So I'm writing a web crawler to batch download PDFs from my university's website, as I don't fancy downloading them one by one.
I've got most the code working, using the 'requests' module. The issue is, you have to be signed in to a university account to access the PDFs, so I've set up requests to use cookies to sign into my university account before downloading the PDFs, however the HTML form to sign in on the university page is rather peculiar.
I've abstracted the HTML which can be found here:
<form action="/login" method="post">
<fieldset>
<div>
<label for="username">Username:</label>
<input id="username" name="username" type="text" value="" />
<label for="password">Password:</label>
<input id="password" name="password" type="password" value=""/>
<input type="hidden" name="lt" value="" />
<input type="hidden" name="execution" value="*very_long_encrypted_code*" />
<input type="hidden" name="_eventId" value="submit" />
<input type="submit" name="submit" value="Login" />
</div>
</fieldset>
</form>
Firstly the action
parameter in the form does not reference a PHP file which I don't understand. Is action="/login"
referencing the page itself, or http://www.blahblah/login/login
? (the HTML is taken from the page http://www.blahblah/login
.
Secondly, what's with all the 'hidden' inputs? I'm not sure how this page is taking the given login data and passing it to a PHP script.

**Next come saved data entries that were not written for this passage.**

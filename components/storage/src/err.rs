// Copyright 2024 chonkfs
//
// Licensed under the Apache License, Version 2.0 (the "License");
// you may not use this file except in compliance with the License.
// You may obtain a copy of the License at
//
//      http://www.apache.org/licenses/LICENSE-2.0
//
// Unless required by applicable law or agreed to in writing, software
// distributed under the License is distributed on an "AS IS" BASIS,
// WITHOUT WARRANTIES OR CONDITIONS OF ANY KIND, either express or implied.
// See the License for the specific language governing permissions and
// limitations under the License.

use chonk_types::{context::Context, Errno, ToErrno};
use snafu::{ensure, Location, Snafu};

#[derive(Snafu, Debug)]
#[snafu(visibility(pub))]
pub enum Error {
    // ====Naming====
    #[snafu(display("directory {name:?} already exists"))]
    DirectoryAlreadyExists {
        name:     String,
        #[snafu(implicit)]
        location: Location,
    },
    #[snafu(display("file {name:?} already exists"))]
    FileAlreadyExists {
        name:     String,
        #[snafu(implicit)]
        location: Location,
    },
    #[snafu(display("directory {name:?} not found"))]
    DirectoryNotFound {
        name:     String,
        #[snafu(implicit)]
        location: Location,
    },
    #[snafu(display("file {name:?} not found"))]
    FileNotFound {
        name:     String,
        #[snafu(implicit)]
        location: Location,
    },
    #[snafu(display("{name:?} is a file"))]
    IsFile {
        name:     String,
        #[snafu(implicit)]
        location: Location,
    },
    #[snafu(display("{name:?} is a directory"))]
    IsDirectory {
        name:     String,
        #[snafu(implicit)]
        location: Location,
    },
    #[snafu(display("invalid entry name {name:?}"))]
    InvalidName {
        name:     String,
        #[snafu(implicit)]
        location: Location,
    },

    // ====Chunk geometry====
    #[snafu(display("invalid chunk size {size}"))]
    InvalidChunkSize {
        size:     usize,
        #[snafu(implicit)]
        location: Location,
    },
    #[snafu(display("invalid chunk number {index}"))]
    InvalidChunkNb {
        index:    usize,
        #[snafu(implicit)]
        location: Location,
    },
    #[snafu(display("invalid start offset {offset} in a chunk of {chunk_len} bytes"))]
    InvalidStartOffset {
        offset:    usize,
        chunk_len: usize,
        #[snafu(implicit)]
        location:  Location,
    },
    #[snafu(display("invalid end offset {offset} in a chunk of {chunk_len} bytes"))]
    InvalidEndOffset {
        offset:    usize,
        chunk_len: usize,
        #[snafu(implicit)]
        location:  Location,
    },
    #[snafu(display("the file has no chunk"))]
    NoChunk {
        #[snafu(implicit)]
        location: Location,
    },
    #[snafu(display("the last chunk is not full"))]
    LastChunkNotFull {
        #[snafu(implicit)]
        location: Location,
    },

    // ====Generic====
    #[snafu(display("invalid argument: {reason}"))]
    InvalidArgument {
        reason:   String,
        #[snafu(implicit)]
        location: Location,
    },
    #[snafu(display("operation cancelled"))]
    Cancelled {
        #[snafu(implicit)]
        location: Location,
    },
    #[snafu(display("unexpected: {reason}"))]
    Unexpected {
        reason:   String,
        #[snafu(implicit)]
        location: Location,
    },

    // ====Disk====
    #[snafu(display("io error on {path}"))]
    Io {
        path:     String,
        #[snafu(implicit)]
        location: Location,
        source:   std::io::Error,
    },
    #[snafu(display("corrupted file info at {path}"))]
    FileInfoCorrupted {
        path:     String,
        #[snafu(implicit)]
        location: Location,
        source:   serde_json::Error,
    },
}

impl Error {
    pub fn is_not_found(&self) -> bool {
        self.is_file_not_found() || self.is_directory_not_found()
    }

    pub fn is_file_not_found(&self) -> bool { matches!(self, Error::FileNotFound { .. }) }

    pub fn is_directory_not_found(&self) -> bool {
        matches!(self, Error::DirectoryNotFound { .. })
    }

    pub fn is_invalid_chunk_nb(&self) -> bool { matches!(self, Error::InvalidChunkNb { .. }) }

    pub fn is_cancelled(&self) -> bool { matches!(self, Error::Cancelled { .. }) }
}

pub type Result<T> = std::result::Result<T, Error>;

pub(crate) fn check_cancelled(ctx: &Context) -> Result<()> {
    ensure!(!ctx.is_cancelled(), CancelledSnafu);
    Ok(())
}

impl ToErrno for Error {
    fn to_errno(&self) -> Errno {
        match self {
            Error::DirectoryAlreadyExists { .. } | Error::FileAlreadyExists { .. } => libc::EEXIST,
            Error::DirectoryNotFound { .. } | Error::FileNotFound { .. } => libc::ENOENT,
            // a directory was looked up but a file was found.
            Error::IsFile { .. } => libc::ENOTDIR,
            Error::IsDirectory { .. } => libc::EISDIR,
            Error::InvalidName { .. }
            | Error::InvalidChunkSize { .. }
            | Error::InvalidChunkNb { .. }
            | Error::InvalidStartOffset { .. }
            | Error::InvalidEndOffset { .. }
            | Error::NoChunk { .. }
            | Error::LastChunkNotFull { .. }
            | Error::InvalidArgument { .. } => libc::EINVAL,
            Error::Cancelled { .. }
            | Error::Io { .. }
            | Error::Unexpected { .. }
            | Error::FileInfoCorrupted { .. } => libc::EIO,
        }
    }
}

#[cfg(test)]
mod tests {
    use super::*;

    #[test]
    fn errno() {
        let e = FileNotFoundSnafu { name: "a" }.build();
        assert_eq!(e.to_errno(), libc::ENOENT);
        assert!(e.is_not_found());
        assert!(e.is_file_not_found());
        assert!(!e.is_directory_not_found());

        let e = DirectoryAlreadyExistsSnafu { name: "a" }.build();
        assert_eq!(e.to_errno(), libc::EEXIST);

        assert_eq!(LastChunkNotFullSnafu.build().to_errno(), libc::EINVAL);
        assert_eq!(NoChunkSnafu.build().to_errno(), libc::EINVAL);
        assert_eq!(
            UnexpectedSnafu { reason: "boom" }.build().to_errno(),
            libc::EIO
        );
    }

    #[test]
    fn interruptions_and_os_errors_are_eio() {
        use snafu::IntoError;

        assert_eq!(CancelledSnafu.build().to_errno(), libc::EIO);
        let full = std::io::Error::from_raw_os_error(libc::ENOSPC);
        let e = IoSnafu { path: "/tmp/chunk" }.into_error(full);
        assert_eq!(e.to_errno(), libc::EIO);
        let short = std::io::Error::new(std::io::ErrorKind::WriteZero, "short write");
        let e = IoSnafu { path: "/tmp/chunk" }.into_error(short);
        assert_eq!(e.to_errno(), libc::EIO);
    }

    #[test]
    fn cancelled_context() {
        let ctx = Context::background();
        assert!(check_cancelled(&ctx).is_ok());
        ctx.cancel();
        assert!(check_cancelled(&ctx).unwrap_err().is_cancelled());
    }
}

This has led to the failure of the requests sign on in my python script:
import requests
user = input("User: ")
passw = input("Password: ")
payload = {"username" : user, "password" : passw}
s = requests.Session()
s.post(loginURL, data = payload)
r = s.get(url)
I would have thought this would take the login data and sign me into the page, but r
is just assigned the original logon page. I'm assuming it's to do with the strange PHP interation in the HTML. Any ideas what I need to change?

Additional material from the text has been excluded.